Per la prima volta, nell’ospedale Miulli di Acquaviva delle Fonti, la tirzepatide è stata usata per il trattamento di gravi ipoglicemie refrattarie, episodi cioè non controllabili con i trattamenti convenzionali.

Il farmaco è stato utilizzato nell’Unità operativa complessa di Endocrinologia per trattare una donna di 40 anni, affetta da ipoglicemie severe e ricorrenti dal 2020, dopo un intervento di rimozione totale di stomaco e duodeno, con conseguente necessità di nutrizione parenterale (endovenosa). Nonostante numerosi tentativi terapeutici, le crisi ipoglicemiche continuavano a verificarsi più volte al giorno, con gravi ripercussioni sulla qualità della vita.

La donna è quindi stata presa in carico dall’Endocrinologia del Miulli, diretta dal professor Sebastio Perrini, docente della scuola di Medicina della Libera università mediterranea (Lum) “Giuseppe Degennaro”.

Durante il ricovero, il team del professor Perrini ha ipotizzato che le ipoglicemie fossero una conseguenza della perdita di ormoni intestinali chiamati incretine, normalmente prodotti da duodeno e intestino tenue.

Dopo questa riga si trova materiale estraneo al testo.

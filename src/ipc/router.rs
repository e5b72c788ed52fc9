use super::handlers;
use super::types::{AppState, Request};
use crate::ipc::error::err;

pub fn handle_request(state: &mut AppState, req: Request) -> serde_json::Value {
    log::debug!("request {} {}", req.id, req.method);

    if let Some(resp) = handlers::core::try_handle(state, &req) {
        return resp;
    }
    if let Some(resp) = handlers::students::try_handle(state, &req) {
        return resp;
    }
    if let Some(resp) = handlers::attendance::try_handle(state, &req) {
        return resp;
    }
    if let Some(resp) = handlers::marks::try_handle(state, &req) {
        return resp;
    }
    if let Some(resp) = handlers::dashboard::try_handle(state, &req) {
        return resp;
    }

    log::warn!("unknown method: {}", req.method);
    err(
        &req.id,
        "not_implemented",
        format!("unknown method: {}", req.method),
        None,
    )
}
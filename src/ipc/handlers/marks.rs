use crate::calc::round_to;
use crate::ipc::helpers::{
    get_optional_str, get_required_f64, get_required_str, respond, HandlerErr,
};
use crate::ipc::types::{AppState, Request};
use crate::marks::{
    filter_marks, letter_grade, overall_stats, percentage, set_mark_value, student_average,
    subject_average, upsert_mark, MarkQuery,
};
use crate::model::SubjectMark;
use serde_json::json;

fn marks_list(
    state: &AppState,
    params: &serde_json::Value,
) -> Result<serde_json::Value, HandlerErr> {
    let query = MarkQuery {
        student_id: get_optional_str(params, "studentId")?,
        subject: get_optional_str(params, "subject")?,
        exam: get_optional_str(params, "exam")?,
    };
    let decimals = state.config.display.stat_decimals;
    let rows: Vec<serde_json::Value> = filter_marks(&state.marks, &query)
        .into_iter()
        .map(|m| {
            let pct = percentage(&m);
            json!({
                "studentId": m.student_id,
                "subject": m.subject,
                "exam": m.exam,
                "marks": m.marks,
                "maxMarks": m.max_marks,
                "percent": round_to(pct, decimals),
                "letter": letter_grade(pct)
            })
        })
        .collect();
    Ok(json!({ "marks": rows }))
}

fn marks_upsert(
    state: &mut AppState,
    params: &serde_json::Value,
) -> Result<serde_json::Value, HandlerErr> {
    let record = SubjectMark {
        student_id: get_required_str(params, "studentId")?,
        subject: get_required_str(params, "subject")?,
        exam: get_required_str(params, "exam")?,
        marks: get_required_f64(params, "marks")?,
        max_marks: get_required_f64(params, "maxMarks")?,
    };
    let before = state.marks.len();
    state.marks = upsert_mark(&state.marks, record.clone());
    let inserted = state.marks.len() > before;
    let stored = state
        .marks
        .iter()
        .find(|m| m.same_key(&record.student_id, &record.subject, &record.exam))
        .cloned();
    log::info!(
        "mark {} {}/{}/{}",
        if inserted { "inserted" } else { "replaced" },
        record.student_id,
        record.subject,
        record.exam
    );
    Ok(json!({ "inserted": inserted, "mark": stored }))
}

fn marks_set_value(
    state: &mut AppState,
    params: &serde_json::Value,
) -> Result<serde_json::Value, HandlerErr> {
    let student_id = get_required_str(params, "studentId")?;
    let subject = get_required_str(params, "subject")?;
    let exam = get_required_str(params, "exam")?;
    let value = get_required_f64(params, "marks")?;
    let applied = state
        .marks
        .iter()
        .any(|m| m.same_key(&student_id, &subject, &exam));
    state.marks = set_mark_value(&state.marks, &student_id, &subject, &exam, value);
    if !applied {
        log::warn!("mark edit ignored, no {}/{}/{}", student_id, subject, exam);
    }
    let stored = state
        .marks
        .iter()
        .find(|m| m.same_key(&student_id, &subject, &exam))
        .cloned();
    Ok(json!({ "applied": applied, "mark": stored }))
}

fn marks_student_summary(
    state: &AppState,
    params: &serde_json::Value,
) -> Result<serde_json::Value, HandlerErr> {
    let student_id = get_required_str(params, "studentId")?;
    let count = state
        .marks
        .iter()
        .filter(|m| m.student_id == student_id)
        .count();
    let average = student_average(&state.marks, &student_id);
    Ok(json!({
        "studentId": student_id,
        "count": count,
        "average": round_to(average, state.config.display.stat_decimals),
        "letter": letter_grade(average)
    }))
}

fn marks_subject_average(
    state: &AppState,
    params: &serde_json::Value,
) -> Result<serde_json::Value, HandlerErr> {
    let subject = get_required_str(params, "subject")?;
    let average = subject_average(&state.marks, &subject);
    Ok(json!({
        "subject": subject,
        "average": round_to(average, state.config.display.stat_decimals)
    }))
}

fn marks_stats(state: &AppState) -> serde_json::Value {
    let s = overall_stats(&state.marks);
    let d = state.config.display.stat_decimals;
    json!({
        "average": round_to(s.average, d),
        "highest": round_to(s.highest, d),
        "lowest": round_to(s.lowest, d),
        "passRate": round_to(s.pass_rate, d),
        "count": s.count
    })
}

pub fn try_handle(state: &mut AppState, req: &Request) -> Option<serde_json::Value> {
    match req.method.as_str() {
        "marks.list" => Some(respond(&req.id, marks_list(state, &req.params))),
        "marks.upsert" => Some(respond(&req.id, marks_upsert(state, &req.params))),
        "marks.setValue" => Some(respond(&req.id, marks_set_value(state, &req.params))),
        "marks.studentSummary" => Some(respond(
            &req.id,
            marks_student_summary(state, &req.params),
        )),
        "marks.subjectAverage" => Some(respond(
            &req.id,
            marks_subject_average(state, &req.params),
        )),
        "marks.stats" => Some(respond(&req.id, Ok(marks_stats(state)))),
        _ => None,
    }
}
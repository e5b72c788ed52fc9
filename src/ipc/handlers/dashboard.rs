use crate::calc::round_to;
use crate::dashboard::dashboard_overview;
use crate::ipc::helpers::{get_optional_date, respond, today, HandlerErr};
use crate::ipc::types::{AppState, Request};
use serde_json::json;

fn dashboard_open(
    state: &AppState,
    params: &serde_json::Value,
) -> Result<serde_json::Value, HandlerErr> {
    let date = get_optional_date(params, "date")?.unwrap_or_else(today);
    let overview = dashboard_overview(
        &state.students,
        &state.attendance,
        &state.marks,
        date,
        state.config.dashboard.options(),
    );
    let mut out = json!(overview);
    let stat = state.config.display.stat_decimals;
    let rate = state.config.display.rate_decimals;
    out["averageGpa"] = json!(round_to(overview.average_gpa, 2));
    out["averageMark"] = json!(round_to(overview.average_mark, stat));
    out["attendanceRate"] = json!(overview.attendance_rate.map(|r| round_to(r, rate)));
    for (i, point) in overview.trend.iter().enumerate() {
        out["trend"][i]["rate"] = json!(round_to(point.rate, rate));
    }
    for (i, subject) in overview.subject_averages.iter().enumerate() {
        out["subjectAverages"][i]["average"] = json!(round_to(subject.average, stat));
    }
    Ok(out)
}

pub fn try_handle(state: &mut AppState, req: &Request) -> Option<serde_json::Value> {
    match req.method.as_str() {
        "dashboard.open" => Some(respond(&req.id, dashboard_open(state, &req.params))),
        _ => None,
    }
}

Questi ormoni – il Gip (Gastric Inhibitory Polypeptide) e il Glp-1 (Glucagon-Like Peptide 1) – hanno un ruolo fondamentale: stimolano il rilascio di insulina quando la glicemia sale e, allo stesso tempo, limitano la produzione di insulina quando la glicemia si abbassa, contribuendo a mantenere stabile il livello di zuccheri nel sangue.

Nel caso della paziente, l’assenza di stomaco e duodeno comportava un deficit di Gip e una ridotta secrezione di Glp-1, alterando questo delicato equilibrio ormonale e determinando un’eccessiva risposta insulinica, causa delle ipoglicemie.

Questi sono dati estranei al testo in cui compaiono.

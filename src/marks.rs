use crate::calc::{mean, percent};
use crate::model::SubjectMark;
use serde::{Deserialize, Serialize};
use std::collections::BTreeMap;
use std::fmt;

pub const PASS_PERCENT: f64 = 50.0;

#[derive(Debug, Clone, Copy, PartialEq, Eq, Hash, Serialize)]
pub enum LetterGrade {
    #[serde(rename = "A+")]
    APlus,
    A,
    B,
    C,
    D,
    F,
}

impl LetterGrade {
    pub fn as_str(self) -> &'static str {
        match self {
            Self::APlus => "A+",
            Self::A => "A",
            Self::B => "B",
            Self::C => "C",
            Self::D => "D",
            Self::F => "F",
        }
    }
}

impl fmt::Display for LetterGrade {
    fn fmt(&self, f: &mut fmt::Formatter<'_>) -> fmt::Result {
        f.write_str(self.as_str())
    }
}

/// Band lower bounds are inclusive.
pub fn letter_grade(pct: f64) -> LetterGrade {
    if pct >= 90.0 {
        LetterGrade::APlus
    } else if pct >= 80.0 {
        LetterGrade::A
    } else if pct >= 70.0 {
        LetterGrade::B
    } else if pct >= 60.0 {
        LetterGrade::C
    } else if pct >= PASS_PERCENT {
        LetterGrade::D
    } else {
        LetterGrade::F
    }
}

pub fn percentage(mark: &SubjectMark) -> f64 {
    percent(mark.marks, mark.max_marks)
}

/// Mean percentage over the student's records. 0 when there are none.
pub fn student_average(marks: &[SubjectMark], student_id: &str) -> f64 {
    let pcts: Vec<f64> = marks
        .iter()
        .filter(|m| m.student_id == student_id)
        .map(percentage)
        .collect();
    mean(&pcts)
}

/// Mean percentage over every student's records for `subject`. 0 when
/// there are none.
pub fn subject_average(marks: &[SubjectMark], subject: &str) -> f64 {
    let pcts: Vec<f64> = marks
        .iter()
        .filter(|m| m.subject == subject)
        .map(percentage)
        .collect();
    mean(&pcts)
}

#[derive(Debug, Clone, PartialEq, Serialize)]
#[serde(rename_all = "camelCase")]
pub struct SubjectAverage {
    pub subject: String,
    pub average: f64,
    pub count: usize,
}

/// Per-subject averages, best subject first.
pub fn subject_averages(marks: &[SubjectMark]) -> Vec<SubjectAverage> {
    let mut totals: BTreeMap<&str, (f64, usize)> = BTreeMap::new();
    for m in marks {
        let entry = totals.entry(m.subject.as_str()).or_insert((0.0, 0));
        entry.0 += percentage(m);
        entry.1 += 1;
    }
    let mut out: Vec<SubjectAverage> = totals
        .into_iter()
        .map(|(subject, (sum, count))| SubjectAverage {
            subject: subject.to_string(),
            average: sum / (count as f64),
            count,
        })
        .collect();
    out.sort_by(|a, b| b.average.total_cmp(&a.average));
    out
}

#[derive(Debug, Clone, Copy, Default, PartialEq, Serialize)]
#[serde(rename_all = "camelCase")]
pub struct MarkStats {
    pub average: f64,
    pub highest: f64,
    pub lowest: f64,
    pub pass_rate: f64,
    pub count: usize,
}

/// Statistics over every record's percentage. All zero when empty.
pub fn overall_stats(marks: &[SubjectMark]) -> MarkStats {
    if marks.is_empty() {
        return MarkStats::default();
    }
    let pcts: Vec<f64> = marks.iter().map(percentage).collect();
    let highest = pcts.iter().copied().fold(f64::NEG_INFINITY, f64::max);
    let lowest = pcts.iter().copied().fold(f64::INFINITY, f64::min);
    let passed = pcts.iter().filter(|p| **p >= PASS_PERCENT).count();
    MarkStats {
        average: mean(&pcts),
        highest,
        lowest,
        pass_rate: 100.0 * (passed as f64) / (pcts.len() as f64),
        count: pcts.len(),
    }
}

#[derive(Debug, Clone, Default, PartialEq, Serialize, Deserialize)]
#[serde(rename_all = "camelCase")]
pub struct MarkQuery {
    pub student_id: Option<String>,
    pub subject: Option<String>,
    pub exam: Option<String>,
}

pub fn filter_marks(marks: &[SubjectMark], query: &MarkQuery) -> Vec<SubjectMark> {
    marks
        .iter()
        .filter(|m| {
            let student_ok = query
                .student_id
                .as_deref()
                .map(|id| m.student_id == id)
                .unwrap_or(true);
            let subject_ok = query
                .subject
                .as_deref()
                .map(|s| m.subject == s)
                .unwrap_or(true);
            let exam_ok = query.exam.as_deref().map(|e| m.exam == e).unwrap_or(true);
            student_ok && subject_ok && exam_ok
        })
        .cloned()
        .collect()
}

fn clamp_marks(value: f64, max_marks: f64) -> f64 {
    if value.is_nan() {
        return 0.0;
    }
    value.clamp(0.0, max_marks)
}

/// Insert-or-replace keyed on (student, subject, exam). Achieved marks are
/// clamped into `[0, max_marks]`; a negative max is treated as 0.
pub fn upsert_mark(marks: &[SubjectMark], record: SubjectMark) -> Vec<SubjectMark> {
    let max_marks = if record.max_marks.is_nan() {
        0.0
    } else {
        record.max_marks.max(0.0)
    };
    let record = SubjectMark {
        marks: clamp_marks(record.marks, max_marks),
        max_marks,
        ..record
    };

    let mut next: Vec<SubjectMark> = Vec::with_capacity(marks.len() + 1);
    let mut placed = false;
    for m in marks {
        if m.same_key(&record.student_id, &record.subject, &record.exam) {
            if !placed {
                next.push(record.clone());
                placed = true;
            }
            continue;
        }
        next.push(m.clone());
    }
    if !placed {
        next.push(record);
    }
    next
}

/// Changes the achieved marks of an existing record, clamped to that
/// record's own maximum. Unknown keys return the input unchanged.
pub fn set_mark_value(
    marks: &[SubjectMark],
    student_id: &str,
    subject: &str,
    exam: &str,
    value: f64,
) -> Vec<SubjectMark> {
    marks
        .iter()
        .map(|m| {
            if m.same_key(student_id, subject, exam) {
                SubjectMark {
                    marks: clamp_marks(value, m.max_marks.max(0.0)),
                    ..m.clone()
                }
            } else {
                m.clone()
            }
        })
        .collect()
}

Sulla base di questa ipotesi, gli endocrinologi del Miulli hanno introdotto la tirzepatide, un farmaco che agisce contemporaneamente sui recettori di Gip e Glp-1, ripristinando in parte il controllo ormonale mancante. Si tratta di un approccio innovativo che, spiegano dall’ospedale, ha portato fin dalla prima somministrazione a una remissione completa delle crisi ipoglicemiche, con un miglioramento netto del profilo glicemico e della qualità di vita.

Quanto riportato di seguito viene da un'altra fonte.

use serde_json::json;
use std::io::{BufRead, BufReader, Write};
use std::process::{Child, ChildStdin, ChildStdout, Command, Stdio};

fn spawn_sidecar() -> (Child, ChildStdin, BufReader<ChildStdout>) {
    let exe = env!("CARGO_BIN_EXE_rosterd");
    let mut child = Command::new(exe)
        .env_remove("ROSTERD_CONFIG")
        .stdin(Stdio::piped())
        .stdout(Stdio::piped())
        .stderr(Stdio::null())
        .spawn()
        .expect("spawn rosterd");
    let stdin = child.stdin.take().expect("child stdin");
    let stdout = child.stdout.take().expect("child stdout");
    (child, stdin, BufReader::new(stdout))
}

fn request(
    stdin: &mut ChildStdin,
    reader: &mut BufReader<ChildStdout>,
    id: &str,
    method: &str,
    params: serde_json::Value,
) -> serde_json::Value {
    let payload = json!({
        "id": id,
        "method": method,
        "params": params,
    });
    writeln!(stdin, "{}", payload).expect("write request");
    stdin.flush().expect("flush request");

    let mut line = String::new();
    reader.read_line(&mut line).expect("read response line");
    assert!(!line.trim().is_empty(), "empty response for {}", method);
    let value: serde_json::Value = serde_json::from_str(line.trim()).expect("parse response json");
    assert_eq!(value.get("id").and_then(|v| v.as_str()), Some(id));
    value
}

fn request_ok(
    stdin: &mut ChildStdin,
    reader: &mut BufReader<ChildStdout>,
    id: &str,
    method: &str,
    params: serde_json::Value,
) -> serde_json::Value {
    let value = request(stdin, reader, id, method, params);
    assert!(
        value.get("ok").and_then(|v| v.as_bool()).unwrap_or(false),
        "{} failed: {}",
        method,
        value
    );
    value.get("result").cloned().unwrap_or_else(|| json!({}))
}

fn new_student(first: &str, last: &str) -> serde_json::Value {
    json!({
        "firstName": first,
        "lastName": last,
        "email": format!("{}.{}@school.edu", first.to_lowercase(), last.to_lowercase()),
        "grade": "11th",
        "age": 17,
        "gender": "Female",
        "enrollmentDate": "2024-09-01",
        "address": "12 Main St",
        "parentPhone": "(555) 000-1111",
        "status": "Active",
        "gpa": 3.4
    })
}

fn ids(result: &serde_json::Value) -> Vec<String> {
    result
        .get("students")
        .and_then(|v| v.as_array())
        .expect("students array")
        .iter()
        .filter_map(|s| s.get("id").and_then(|v| v.as_str()).map(|s| s.to_string()))
        .collect()
}

#[test]
fn create_update_delete_roundtrip() {
    let (mut child, mut stdin, mut reader) = spawn_sidecar();

    let _ = request_ok(
        &mut stdin,
        &mut reader,
        "1",
        "workspace.loadSample",
        json!({ "seed": 5, "today": "2024-05-17" }),
    );
    let before = request_ok(&mut stdin, &mut reader, "2", "students.list", json!({}));
    assert_eq!(ids(&before), vec!["1", "2", "3", "4", "5", "6", "7", "8"]);

    let created = request_ok(
        &mut stdin,
        &mut reader,
        "3",
        "students.create",
        json!({ "student": new_student("mia", "lopez") }),
    );
    let new_id = created
        .get("studentId")
        .and_then(|v| v.as_str())
        .expect("studentId")
        .to_string();
    assert_eq!(created["student"]["avatar"], "ML");
    assert_eq!(created["student"]["grade"], "11th");

    let updated = request_ok(
        &mut stdin,
        &mut reader,
        "4",
        "students.update",
        json!({ "studentId": new_id, "student": new_student("Zara", "Khan") }),
    );
    assert_eq!(updated["applied"], true);
    assert_eq!(updated["student"]["id"], new_id.as_str());
    assert_eq!(updated["student"]["avatar"], "ZK");

    let ignored = request_ok(
        &mut stdin,
        &mut reader,
        "5",
        "students.update",
        json!({ "studentId": "no-such-id", "student": new_student("X", "Y") }),
    );
    assert_eq!(ignored["applied"], false);
    assert!(ignored["student"].is_null());

    let deleted = request_ok(
        &mut stdin,
        &mut reader,
        "6",
        "students.delete",
        json!({ "studentId": "2" }),
    );
    assert_eq!(deleted["applied"], true);
    assert_eq!(deleted["cascade"], true);
    assert_eq!(deleted["removedMarks"], 16);

    let after = request_ok(&mut stdin, &mut reader, "7", "students.list", json!({}));
    let mut expected: Vec<String> = ["1", "3", "4", "5", "6", "7", "8"]
        .iter()
        .map(|s| s.to_string())
        .collect();
    expected.push(new_id.clone());
    assert_eq!(ids(&after), expected);

    let gone = request(
        &mut stdin,
        &mut reader,
        "8",
        "students.get",
        json!({ "studentId": "2" }),
    );
    assert_eq!(gone["ok"], false);
    assert_eq!(gone["error"]["code"], "not_found");

    let rate = request_ok(
        &mut stdin,
        &mut reader,
        "9",
        "attendance.studentRate",
        json!({ "studentId": "2" }),
    );
    assert!(rate["rate"].is_null());
    assert_eq!(rate["total"], 0);

    drop(stdin);
    let _ = child.wait();
}

#[test]
fn delete_without_cascade_keeps_rows() {
    let (mut child, mut stdin, mut reader) = spawn_sidecar();
    let _ = request_ok(
        &mut stdin,
        &mut reader,
        "1",
        "workspace.loadSample",
        json!({ "seed": 5, "today": "2024-05-17" }),
    );
    let deleted = request_ok(
        &mut stdin,
        &mut reader,
        "2",
        "students.delete",
        json!({ "studentId": "3", "cascade": false }),
    );
    assert_eq!(deleted["applied"], true);
    assert_eq!(deleted["removedAttendance"], 0);

    let summary = request_ok(
        &mut stdin,
        &mut reader,
        "3",
        "marks.studentSummary",
        json!({ "studentId": "3" }),
    );
    assert_eq!(summary["count"], 16);

    let missing = request_ok(
        &mut stdin,
        &mut reader,
        "4",
        "students.delete",
        json!({ "studentId": "does-not-exist", "cascade": false }),
    );
    assert_eq!(missing["applied"], false);

    drop(stdin);
    let _ = child.wait();
}

#[test]
fn list_filters_by_text_grade_and_status() {
    let (mut child, mut stdin, mut reader) = spawn_sidecar();
    let _ = request_ok(
        &mut stdin,
        &mut reader,
        "1",
        "workspace.loadSample",
        json!({ "today": "2024-05-17" }),
    );

    let all = request_ok(
        &mut stdin,
        &mut reader,
        "2",
        "students.list",
        json!({ "query": "", "grade": "", "status": "" }),
    );
    assert_eq!(ids(&all).len(), 8);

    let by_email = request_ok(
        &mut stdin,
        &mut reader,
        "3",
        "students.list",
        json!({ "query": "BEN.THOMAS" }),
    );
    assert_eq!(ids(&by_email), vec!["8"]);

    let juniors = request_ok(
        &mut stdin,
        &mut reader,
        "4",
        "students.list",
        json!({ "grade": "11th", "status": "Suspended" }),
    );
    assert_eq!(ids(&juniors), vec!["6"]);
    assert_eq!(juniors["total"], 8);

    let bad = request(
        &mut stdin,
        &mut reader,
        "5",
        "students.list",
        json!({ "grade": "13th" }),
    );
    assert_eq!(bad["error"]["code"], "bad_params");

    let bad_create = request(
        &mut stdin,
        &mut reader,
        "6",
        "students.create",
        json!({ "student": { "firstName": "Only" } }),
    );
    assert_eq!(bad_create["error"]["code"], "bad_params");

    drop(stdin);
    let _ = child.wait();
}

«Per questo benessere e per questi risultati devo dire grazie al professor Perrini e a tutta la sua équipe», racconta la paziente: «Un miracolo – prosegue – dopo più di sei anni, ancora non ci posso credere. È fantastico uscire senza portarsi dietro le fiale di glucosio e senza la paura di ipoglicemie continue o di sentirsi male e svenire per strada».

Il caso, spiega il professor Perrini, «dimostra come la comprensione dei meccanismi fisiologici e la flessibilità clinica possano aprire nuove strade terapeutiche. La tirzepatide – sottolinea – potrebbe rappresentare un’opzione promettente anche per pazienti non diabetici e non obesi, con ipoglicemie legate a interventi gastrici o a disturbi dell’assorbimento intestinale».

Il caso è stato descritto sulla rivista scientifica JCEM Case Reports (Oxford University Press) e apre nuove prospettive terapeutiche per i pazienti che, a seguito di interventi chirurgici allo stomaco o al duodeno, sviluppano alterazioni nel controllo del glucosio.